Dataset content section start
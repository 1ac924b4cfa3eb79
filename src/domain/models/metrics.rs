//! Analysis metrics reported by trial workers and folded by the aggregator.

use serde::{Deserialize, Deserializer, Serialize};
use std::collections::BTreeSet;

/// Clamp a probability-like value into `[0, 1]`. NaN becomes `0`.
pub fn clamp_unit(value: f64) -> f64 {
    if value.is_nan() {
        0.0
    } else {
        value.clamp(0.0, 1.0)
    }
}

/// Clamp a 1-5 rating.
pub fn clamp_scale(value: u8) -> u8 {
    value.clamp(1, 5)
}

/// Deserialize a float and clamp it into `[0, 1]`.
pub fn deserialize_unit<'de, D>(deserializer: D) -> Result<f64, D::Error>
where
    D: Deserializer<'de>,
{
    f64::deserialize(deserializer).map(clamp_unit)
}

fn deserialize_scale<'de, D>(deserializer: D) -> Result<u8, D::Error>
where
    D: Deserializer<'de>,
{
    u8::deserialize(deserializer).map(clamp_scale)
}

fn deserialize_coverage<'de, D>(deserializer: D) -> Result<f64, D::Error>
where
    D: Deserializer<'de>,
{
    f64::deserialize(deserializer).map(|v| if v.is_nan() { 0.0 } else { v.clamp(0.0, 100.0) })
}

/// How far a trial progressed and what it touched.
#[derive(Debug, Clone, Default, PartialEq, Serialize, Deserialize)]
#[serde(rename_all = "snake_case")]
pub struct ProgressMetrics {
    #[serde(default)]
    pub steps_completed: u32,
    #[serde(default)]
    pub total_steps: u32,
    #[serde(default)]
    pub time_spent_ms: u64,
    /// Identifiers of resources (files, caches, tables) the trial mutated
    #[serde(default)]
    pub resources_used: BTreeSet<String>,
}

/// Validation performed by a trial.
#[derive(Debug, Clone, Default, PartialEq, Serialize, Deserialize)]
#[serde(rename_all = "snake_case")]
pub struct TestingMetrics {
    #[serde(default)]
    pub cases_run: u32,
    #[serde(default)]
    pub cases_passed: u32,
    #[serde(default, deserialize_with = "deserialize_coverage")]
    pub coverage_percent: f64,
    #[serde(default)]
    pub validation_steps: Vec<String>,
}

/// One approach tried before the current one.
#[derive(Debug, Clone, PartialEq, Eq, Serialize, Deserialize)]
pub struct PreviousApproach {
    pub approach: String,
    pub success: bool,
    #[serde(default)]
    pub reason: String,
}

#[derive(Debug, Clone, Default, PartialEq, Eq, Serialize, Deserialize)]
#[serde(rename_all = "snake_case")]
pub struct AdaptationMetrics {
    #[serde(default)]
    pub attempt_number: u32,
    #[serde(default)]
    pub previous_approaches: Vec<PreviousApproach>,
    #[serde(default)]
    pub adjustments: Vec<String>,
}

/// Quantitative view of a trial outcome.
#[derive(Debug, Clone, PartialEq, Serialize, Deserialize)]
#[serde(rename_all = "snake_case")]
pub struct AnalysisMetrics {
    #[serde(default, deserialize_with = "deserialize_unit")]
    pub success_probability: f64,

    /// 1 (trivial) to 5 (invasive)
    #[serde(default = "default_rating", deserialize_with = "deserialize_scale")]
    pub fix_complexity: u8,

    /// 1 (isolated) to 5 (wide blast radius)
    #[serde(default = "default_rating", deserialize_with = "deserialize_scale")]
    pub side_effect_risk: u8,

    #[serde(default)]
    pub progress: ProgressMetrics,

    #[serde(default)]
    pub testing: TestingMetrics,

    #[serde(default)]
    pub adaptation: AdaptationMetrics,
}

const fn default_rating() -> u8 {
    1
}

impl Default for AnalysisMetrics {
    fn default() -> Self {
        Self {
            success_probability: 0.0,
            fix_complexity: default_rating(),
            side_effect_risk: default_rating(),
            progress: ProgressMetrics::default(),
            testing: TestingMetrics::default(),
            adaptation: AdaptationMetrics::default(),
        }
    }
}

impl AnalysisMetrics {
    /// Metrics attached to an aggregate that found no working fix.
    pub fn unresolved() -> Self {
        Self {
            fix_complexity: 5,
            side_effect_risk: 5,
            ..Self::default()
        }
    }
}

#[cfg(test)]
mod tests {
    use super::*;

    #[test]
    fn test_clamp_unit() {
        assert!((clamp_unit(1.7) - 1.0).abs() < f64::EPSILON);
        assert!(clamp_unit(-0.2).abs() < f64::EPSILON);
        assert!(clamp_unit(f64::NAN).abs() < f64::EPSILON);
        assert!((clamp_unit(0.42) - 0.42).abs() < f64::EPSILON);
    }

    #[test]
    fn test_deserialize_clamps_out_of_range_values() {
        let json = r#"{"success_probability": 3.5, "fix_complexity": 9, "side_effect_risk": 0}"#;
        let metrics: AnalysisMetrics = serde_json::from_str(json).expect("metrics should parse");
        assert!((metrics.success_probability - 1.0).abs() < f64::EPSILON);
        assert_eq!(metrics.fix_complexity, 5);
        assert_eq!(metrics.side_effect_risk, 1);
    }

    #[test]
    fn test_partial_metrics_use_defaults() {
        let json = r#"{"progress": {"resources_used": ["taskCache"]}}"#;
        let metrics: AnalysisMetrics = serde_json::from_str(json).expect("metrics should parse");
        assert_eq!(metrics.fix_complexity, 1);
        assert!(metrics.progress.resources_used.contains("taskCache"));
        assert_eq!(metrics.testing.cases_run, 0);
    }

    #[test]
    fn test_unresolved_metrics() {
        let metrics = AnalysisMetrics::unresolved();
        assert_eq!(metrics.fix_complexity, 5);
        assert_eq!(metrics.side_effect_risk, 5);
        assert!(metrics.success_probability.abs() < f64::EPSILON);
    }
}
Dataset content section end
● **Exercise description**: Copy every line of the data that carries the word "trial".

● **Answer section**:
//! Analysis metrics reported by trial workers and folded by the aggregator.
/// How far a trial progressed and what it touched.
    /// Identifiers of resources (files, caches, tables) the trial mutated
/// Validation performed by a trial.
/// Quantitative view of a trial outcome.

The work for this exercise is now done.